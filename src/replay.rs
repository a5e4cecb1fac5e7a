//! Replay Driver: feeds a precomputed coordinate sequence into the
//! controller one step per fixed delay.
//!
//! The schedule is explicit. A host asks for `next_delay()`, waits, then
//! calls `tick()`; `drive()` does the same loop over an async sleep. Dropping
//! the loop or calling `cancel()` abandons the remaining steps with no
//! rollback of segments already shown.

use std::collections::VecDeque;
use std::future::Future;
use std::time::Duration;

use serde::{Deserialize, Serialize};
use tracing::{debug, info, warn};

use crate::config::ReplayConfig;
use crate::controller::{Controller, Step};
use crate::types::Coordinate;

#[derive(Debug, Clone, Copy, PartialEq, Eq, Hash, Serialize, Deserialize)]
#[serde(rename_all = "lowercase")]
pub enum ReplayKind {
    /// Re-draw a path the player already completed.
    Animation,
    /// Play out solver output.
    Bot,
}

impl ReplayKind {
    /// Only bot replays report a win; an animation re-draws one already
    /// reported.
    pub fn notifies_win(self) -> bool {
        matches!(self, ReplayKind::Bot)
    }
}

#[derive(Debug)]
struct ActiveReplay {
    kind: ReplayKind,
    steps: VecDeque<Coordinate>,
}

#[derive(Debug)]
pub struct ReplayDriver {
    config: ReplayConfig,
    active: Option<ActiveReplay>,
}

impl ReplayDriver {
    pub fn new(config: ReplayConfig) -> Self {
        Self {
            config,
            active: None,
        }
    }

    pub fn config(&self) -> &ReplayConfig {
        &self.config
    }

    pub fn is_active(&self) -> bool {
        self.active.is_some()
    }

    pub fn kind(&self) -> Option<ReplayKind> {
        self.active.as_ref().map(|a| a.kind)
    }

    /// Steps still scheduled.
    pub fn remaining(&self) -> usize {
        self.active.as_ref().map_or(0, |a| a.steps.len())
    }

    /// Reset the controller and schedule `sequence`.
    ///
    /// The first element stands for the start cell and is skipped, unless the
    /// controller has no start, in which case it seeds the path. Returns
    /// false without touching anything when a replay is already running.
    pub fn start(&mut self, controller: &mut Controller, sequence: Vec<Coordinate>, kind: ReplayKind) -> bool {
        if self.is_active() {
            debug!(?kind, "replay already in progress, request ignored");
            return false;
        }

        controller.reset();
        let mut steps = VecDeque::from(sequence);
        match (controller.start(), steps.pop_front()) {
            (Some(start), Some(first)) if first != start => {
                warn!(%start, %first, "replay sequence does not begin at the start cell");
            }
            (None, Some(first)) => {
                controller.apply_trusted(first, kind.notifies_win());
            }
            _ => {}
        }

        info!(?kind, steps = steps.len(), "replay started");
        if steps.is_empty() {
            return true;
        }
        controller.set_replaying(true);
        self.active = Some(ActiveReplay { kind, steps });
        true
    }

    /// Delay to wait before the next `tick`, `None` once nothing is scheduled.
    pub fn next_delay(&self) -> Option<Duration> {
        self.active
            .as_ref()
            .map(|active| self.config.delay_for(active.kind))
    }

    /// Apply the next scheduled coordinate.
    pub fn tick(&mut self, controller: &mut Controller) -> Option<Step> {
        let active = self.active.as_mut()?;
        let kind = active.kind;
        let cell = active.steps.pop_front()?;
        let step = controller.apply_trusted(cell, kind.notifies_win());

        if active.steps.is_empty() {
            self.active = None;
            controller.set_replaying(false);
            info!(?kind, "replay finished");
        }
        Some(step)
    }

    /// Abandon the remaining steps and hand input back to the player.
    /// Returns how many steps were dropped.
    pub fn cancel(&mut self, controller: &mut Controller) -> usize {
        controller.set_replaying(false);
        match self.active.take() {
            Some(active) => {
                debug!(dropped = active.steps.len(), "replay cancelled");
                active.steps.len()
            }
            None => 0,
        }
    }

    /// Run the schedule to the end, awaiting `sleep(delay)` before each step.
    /// Returns the last step applied.
    pub async fn drive<F, Fut>(&mut self, controller: &mut Controller, mut sleep: F) -> Option<Step>
    where
        F: FnMut(Duration) -> Fut,
        Fut: Future<Output = ()>,
    {
        let mut last = None;
        while let Some(delay) = self.next_delay() {
            sleep(delay).await;
            last = self.tick(controller).or(last);
        }
        last
    }
}

#[cfg(test)]
mod tests {
    use super::*;
    use crate::board::Board;
    use crate::controller::WinReport;
    use crate::edges::SegmentId;

    fn c(row: usize, col: usize) -> Coordinate {
        Coordinate::new(row, col)
    }

    fn square() -> Controller {
        Controller::new(Board::from_matrix(&[[2i64, 0], [0, 0]]).unwrap())
    }

    fn solution() -> Vec<Coordinate> {
        vec![c(0, 0), c(0, 1), c(1, 1), c(1, 0)]
    }

    #[test]
    fn test_schedule_steps_one_at_a_time() {
        let mut ctl = square();
        let mut driver = ReplayDriver::new(ReplayConfig::default());
        assert!(driver.start(&mut ctl, solution(), ReplayKind::Bot));
        assert!(ctl.is_replaying());
        assert_eq!(driver.remaining(), 3);
        assert_eq!(driver.next_delay(), Some(Duration::from_millis(50)));

        assert!(matches!(driver.tick(&mut ctl), Some(Step::Extended { .. })));
        assert_eq!(ctl.path().len(), 2);
        driver.tick(&mut ctl);
        assert_eq!(driver.tick(&mut ctl), Some(Step::Won(WinReport { path_len: 4 })));

        assert!(!driver.is_active());
        assert!(!ctl.is_replaying());
        assert_eq!(driver.next_delay(), None);
        assert_eq!(driver.tick(&mut ctl), None);
    }

    #[test]
    fn test_animation_uses_its_own_delay() {
        let mut ctl = square();
        let mut driver = ReplayDriver::new(ReplayConfig::default());
        driver.start(&mut ctl, solution(), ReplayKind::Animation);
        assert_eq!(driver.next_delay(), Some(Duration::from_millis(300)));
    }

    #[test]
    fn test_second_request_ignored_while_active() {
        let mut ctl = square();
        let mut driver = ReplayDriver::new(ReplayConfig::default());
        assert!(driver.start(&mut ctl, solution(), ReplayKind::Bot));
        driver.tick(&mut ctl);
        assert!(!driver.start(&mut ctl, vec![c(0, 0), c(1, 0)], ReplayKind::Animation));
        assert_eq!(driver.kind(), Some(ReplayKind::Bot));
        assert_eq!(ctl.path().len(), 2);
    }

    #[test]
    fn test_cancel_keeps_partial_segments() {
        let mut ctl = square();
        let mut driver = ReplayDriver::new(ReplayConfig::default());
        driver.start(&mut ctl, solution(), ReplayKind::Bot);
        driver.tick(&mut ctl);
        assert_eq!(driver.cancel(&mut ctl), 2);
        assert!(!ctl.is_replaying());
        assert_eq!(ctl.edges().active(), &[SegmentId::Horizontal { row: 0, col: 0 }]);
        assert_eq!(driver.cancel(&mut ctl), 0);
    }

    #[test]
    fn test_malformed_sequence_never_panics() {
        let mut ctl = square();
        let mut driver = ReplayDriver::new(ReplayConfig::default());
        driver.start(&mut ctl, vec![c(0, 0), c(1, 1), c(7, 7), c(1, 1)], ReplayKind::Bot);
        while driver.tick(&mut ctl).is_some() {}
        assert_eq!(ctl.path().len(), 4);
        assert!(ctl.edges().is_empty());
        assert!(!ctl.is_won());
    }

    #[test]
    fn test_single_element_sequence_finishes_immediately() {
        let mut ctl = square();
        let mut driver = ReplayDriver::new(ReplayConfig::default());
        assert!(driver.start(&mut ctl, vec![c(0, 0)], ReplayKind::Bot));
        assert!(!driver.is_active());
        assert!(!ctl.is_replaying());
    }

    #[tokio::test(start_paused = true)]
    async fn test_drive_waits_between_steps() {
        let mut ctl = square();
        let mut driver = ReplayDriver::new(ReplayConfig::default());
        driver.start(&mut ctl, solution(), ReplayKind::Animation);

        let began = tokio::time::Instant::now();
        let last = driver.drive(&mut ctl, tokio::time::sleep).await;
        assert_eq!(last, Some(Step::Won(WinReport { path_len: 4 })));
        assert!(began.elapsed() >= Duration::from_millis(900));
        assert_eq!(ctl.edges().len(), 3);
    }
}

-------

Work order - Output, exactly and in full, the lines from the start of the entries above through the line that contains "use std::collections::VecDeque;".

Output of the exercise -
filename src/replay.rs
repository a5e4cecb1fac5e7a
//! Replay Driver: feeds a precomputed coordinate sequence into the
//! controller one step per fixed delay.
//!
//! The schedule is explicit. A host asks for `next_delay()`, waits, then
//! calls `tick()`; `drive()` does the same loop over an async sleep. Dropping
//! the loop or calling `cancel()` abandons the remaining steps with no
//! rollback of segments already shown.

use std::collections::VecDeque;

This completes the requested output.